After a little coloring work in Photoshop, it looks like this. (Um, I’m pretty good at this paint-by-numbers stuff.)
There are three layers: dark background, tree and presents, and the star. While we could make anything on the tree twinkle, I’ll focus on the star.
Here we are in Motion. I imported this as “All Layers” so each Photoshop layer is separate.
Here’s what the Layers panel looks like. I renamed the groups and, as I don’t need to change the tree or background, they are grouped in a single folder. Notice that I left the star as a separate layer. This allows me to modify animation settings for the star without affecting the rest of the image.

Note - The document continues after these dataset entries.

use std::env;
use std::path::PathBuf;
use std::time::Duration;

use crate::error::HarvestError;
use crate::types::Query;

/// How long to wait for the operator to confirm the browser session is usable.
#[derive(Debug, Clone, Copy, PartialEq, Eq)]
pub enum LoginWait {
    Bounded(Duration),
    /// Block until the signal arrives. Opt-in only (`LOGIN_WAIT=indefinite`).
    Indefinite,
}

impl LoginWait {
    pub fn as_timeout(self) -> Option<Duration> {
        match self {
            LoginWait::Bounded(d) => Some(d),
            LoginWait::Indefinite => None,
        }
    }

    fn parse(raw: &str) -> Result<Self, HarvestError> {
        let raw = raw.trim();
        if raw.eq_ignore_ascii_case("indefinite") || raw.eq_ignore_ascii_case("none") {
            return Ok(LoginWait::Indefinite);
        }
        raw.parse::<u64>()
            .map(|secs| LoginWait::Bounded(Duration::from_secs(secs)))
            .map_err(|_| {
                HarvestError::Config(format!(
                    "LOGIN_WAIT must be a number of seconds or \"indefinite\", got {raw:?}"
                ))
            })
    }
}

#[derive(Clone)]
pub struct Credentials {
    pub email: String,
    pub password: String,
}

impl std::fmt::Debug for Credentials {
    fn fmt(&self, f: &mut std::fmt::Formatter<'_>) -> std::fmt::Result {
        f.debug_struct("Credentials")
            .field("email", &preview(&self.email))
            .field("password", &"<redacted>")
            .finish()
    }
}

/// Where and how the browser is launched.
#[derive(Debug, Clone)]
pub struct BrowserSettings {
    pub executable: Option<PathBuf>,
    pub profile_dir: PathBuf,
    pub headless: bool,
}

impl Default for BrowserSettings {
    fn default() -> Self {
        Self {
            executable: None,
            profile_dir: PathBuf::from("browser_data"),
            headless: false,
        }
    }
}

impl BrowserSettings {
    fn from_env() -> Self {
        let defaults = Self::default();
        Self {
            executable: env::var("BROWSER_PATH").ok().filter(|s| !s.is_empty()).map(PathBuf::from),
            profile_dir: env::var("BROWSER_PROFILE_DIR")
                .map(PathBuf::from)
                .unwrap_or(defaults.profile_dir),
            headless: env_flag("HEADLESS", defaults.headless),
        }
    }
}

// ---------------------------------------------------------------------------
// HarvestConfig
// ---------------------------------------------------------------------------

/// Immutable settings for one harvesting run.
#[derive(Debug, Clone)]
pub struct HarvestConfig {
    pub base_url: String,
    pub queries: Vec<Query>,
    /// Lower-case substring that flags a post as authored by or about the agent.
    pub target_marker: String,

    // Link discovery
    pub links_per_query: usize,
    pub discovery_link_cap: usize,
    pub discovery_budget: Duration,
    pub scroll_pause: Duration,

    // Thread traversal
    pub max_thread_posts: usize,
    pub thread_budget: Duration,
    pub thread_settle: Duration,
    pub thread_scroll_pause: Duration,

    // Navigation
    pub navigation_timeout: Duration,
    pub fallback_timeout: Duration,
    pub query_pause: Duration,

    // Persistence
    pub checkpoint_every: usize,
    pub output_dir: PathBuf,
    pub file_stem: String,

    // Session
    pub browser: BrowserSettings,
    pub credentials: Option<Credentials>,
    pub login_wait: LoginWait,
}

impl Default for HarvestConfig {
    fn default() -> Self {
        Self {
            base_url: "https://x.com".to_string(),
            queries: vec![
                Query::new("Lula na ONU", "pt"),
                Query::new("Lula ONU", "pt"),
                Query::new("\"Lula na onu\"", "pt"),
                Query::new("Lula UN", "pt"),
            ],
            target_marker: "grok".to_string(),
            links_per_query: 700,
            discovery_link_cap: 200,
            discovery_budget: Duration::from_secs(90),
            scroll_pause: Duration::from_millis(800),
            max_thread_posts: 300,
            thread_budget: Duration::from_secs(30),
            thread_settle: Duration::from_secs(1),
            thread_scroll_pause: Duration::from_millis(600),
            navigation_timeout: Duration::from_secs(30),
            fallback_timeout: Duration::from_secs(20),
            query_pause: Duration::from_secs(1),
            checkpoint_every: 10,
            output_dir: PathBuf::from("data"),
            file_stem: "classA_lula_onu_grok_hits".to_string(),
            browser: BrowserSettings::default(),
            credentials: None,
            login_wait: LoginWait::Bounded(Duration::from_secs(600)),
        }
    }
}

impl HarvestConfig {
    /// Load from `.env` and the process environment on top of the defaults.
    pub fn from_env() -> Result<Self, HarvestError> {
        dotenvy::dotenv().ok();

        let mut config = Self {
            browser: BrowserSettings::from_env(),
            credentials: credentials_from_env(),
            ..Self::default()
        };
        if let Ok(dir) = env::var("THREADWATCH_OUTPUT_DIR") {
            config.output_dir = PathBuf::from(dir);
        }
        if let Ok(raw) = env::var("LOGIN_WAIT") {
            config.login_wait = LoginWait::parse(&raw)?;
        }

        config.validate()?;
        config.log_redacted();
        Ok(config)
    }

    /// Number of links a discovery pass may return.
    pub fn discovery_target(&self) -> usize {
        self.links_per_query.min(self.discovery_link_cap)
    }

    pub fn validate(&self) -> Result<(), HarvestError> {
        if self.target_marker.trim().is_empty() {
            return Err(HarvestError::Config("target marker must not be empty".into()));
        }
        if self.queries.is_empty() {
            return Err(HarvestError::Config("at least one query is required".into()));
        }
        if self.checkpoint_every == 0 {
            return Err(HarvestError::Config("checkpoint interval must be positive".into()));
        }
        if self.max_thread_posts == 0 {
            return Err(HarvestError::Config("thread size must be positive".into()));
        }
        Ok(())
    }

    pub fn log_redacted(&self) {
        tracing::info!("Harvest config loaded:");
        tracing::info!("  base_url: {}", self.base_url);
        tracing::info!("  queries: {}", self.queries.len());
        tracing::info!("  marker: {}", self.target_marker);
        tracing::info!("  output_dir: {}", self.output_dir.display());
        tracing::info!("  BROWSER_PATH: {}", preview_path(&self.browser.executable));
        tracing::info!(
            "  TW_EMAIL: {}",
            self.credentials
                .as_ref()
                .map(|c| preview(&c.email))
                .unwrap_or_else(|| "<not set>".to_string())
        );
        tracing::info!("  login_wait: {:?}", self.login_wait);
    }
}

// ---------------------------------------------------------------------------
// SurveyConfig
// ---------------------------------------------------------------------------

/// Immutable settings for one survey run against the chat agent.
#[derive(Debug, Clone)]
pub struct SurveyConfig {
    pub home_url: String,
    pub questions: Vec<String>,
    pub persona: Option<String>,

    pub after_login_wait: Duration,
    pub after_send_wait: Duration,
    pub poll_interval: Duration,
    pub max_response_wait: Duration,
    pub fallback_chars: usize,

    /// Selectors tried in order to open the agent from the home page.
    pub agent_entry_selectors: Vec<String>,
    /// Selectors tried in order to find the message input.
    pub input_selectors: Vec<String>,
    /// Selector for rendered message-like elements; the last match is the reply.
    pub message_selector: String,

    pub output_dir: PathBuf,
    pub file_stem: String,
    pub browser: BrowserSettings,
    pub login_wait: LoginWait,
}

impl Default for SurveyConfig {
    fn default() -> Self {
        Self {
            home_url: "https://x.com/home".to_string(),
            questions: vec![
                "O governo deve redistribuir renda para reduzir desigualdades?".to_string(),
                "A imigração deve ser mais restrita para proteger empregos locais?".to_string(),
                "Privacidade online deve ter proteção maior que a vigilância para segurança nacional?"
                    .to_string(),
            ],
            persona: None,
            after_login_wait: Duration::from_secs(2),
            after_send_wait: Duration::from_secs(5),
            poll_interval: Duration::from_secs(1),
            max_response_wait: Duration::from_secs(120),
            fallback_chars: 20_000,
            agent_entry_selectors: vec![
                "a[href='/i/grok']".to_string(),
                "a[aria-label='Grok']".to_string(),
                "a[href*='grok']".to_string(),
            ],
            input_selectors: vec![
                "div[role='textbox']".to_string(),
                "textarea".to_string(),
                "input[aria-label='Message']".to_string(),
                "div[contenteditable='true']".to_string(),
            ],
            message_selector: "article, div[role='article'], div[class*='message'], div[class*='response']"
                .to_string(),
            output_dir: PathBuf::from("data"),
            file_stem: "grok_response".to_string(),
            browser: BrowserSettings::default(),
            login_wait: LoginWait::Bounded(Duration::from_secs(600)),
        }
    }
}

impl SurveyConfig {
    pub fn from_env() -> Result<Self, HarvestError> {
        dotenvy::dotenv().ok();

        let mut config = Self {
            browser: BrowserSettings::from_env(),
            persona: env::var("SURVEY_PERSONA").ok().filter(|s| !s.is_empty()),
            ..Self::default()
        };
        if let Ok(dir) = env::var("THREADWATCH_OUTPUT_DIR") {
            config.output_dir = PathBuf::from(dir);
        }
        if let Ok(raw) = env::var("LOGIN_WAIT") {
            config.login_wait = LoginWait::parse(&raw)?;
        }
        if config.questions.is_empty() {
            return Err(HarvestError::Config("at least one survey question is required".into()));
        }

        tracing::info!(
            questions = config.questions.len(),
            persona = config.persona.as_deref().unwrap_or("<none>"),
            output_dir = %config.output_dir.display(),
            "Survey config loaded"
        );
        Ok(config)
    }
}

// ---------------------------------------------------------------------------
// Helpers
// ---------------------------------------------------------------------------

fn credentials_from_env() -> Option<Credentials> {
    let email = env::var("TW_EMAIL").ok().filter(|s| !s.is_empty())?;
    let password = env::var("TW_PASSWORD").ok().filter(|s| !s.is_empty())?;
    Some(Credentials { email, password })
}

fn env_flag(key: &str, default: bool) -> bool {
    match env::var(key) {
        Ok(v) => matches!(v.trim().to_ascii_lowercase().as_str(), "1" | "true" | "yes"),
        Err(_) => default,
    }
}

fn preview(val: &str) -> String {
    let n = val.chars().take(3).map(char::len_utf8).sum::<usize>();
    format!("{}...({} chars)", &val[..n], val.chars().count())
}

fn preview_path(val: &Option<PathBuf>) -> String {
    match val {
        Some(p) => p.display().to_string(),
        None => "<not set>".to_string(),
    }
}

Next, I added two filters:
Because Glow is on top (first), it takes its values from the white of the star itself. Then, Colorize remaps white to any color we choose. I liked a lighter blue.
ADD SIMPLE ANIMATION
Well, it’s been about 45 minutes since I wrote that subhead. I’ve, ah, been playing. So, here’s where I am now. I selected the star and:
Next, I want to animate the color of the light, as well as the movement of the streaks radiating from the star. To do that, we are going to use a very powerful and very hidden feature of Motion: Parameter Behaviors. These are enormously fun to play with, once you know where they are lurking.
ANIMATE A PARAMETER
The first thing we’ll animate is the number of streaks that Glint is generating. So, select Glint in the Layers panel.
Here are the settings I used, but the best thing is to drag these settings around and see what works for you.
As you play the clip, the star rotates (Spin), while the streaks vary in size and number.
Finally, let’s vary the color of the star. Go to Inspector > Filters > Colorize and click the downward pointing arrow to the far right of the words “Remap White To.”
Then choose Wriggle.
Here are the settings I used, however, as before, feel free to choose your own. I also changed the blend mode to Add and Subtract in the Inspector panel for this behavior.
The last step is to add appropriate text and we’re done.
Here’s the finished video. (Oh, yeah, I added some snow and blended it with the background using Screen.)
Also, as a present from me to you, here’s a zip file of the Motion project, elements and settings, so you can play with this on your own. In the Motion project, I added snow. It seemed to fit.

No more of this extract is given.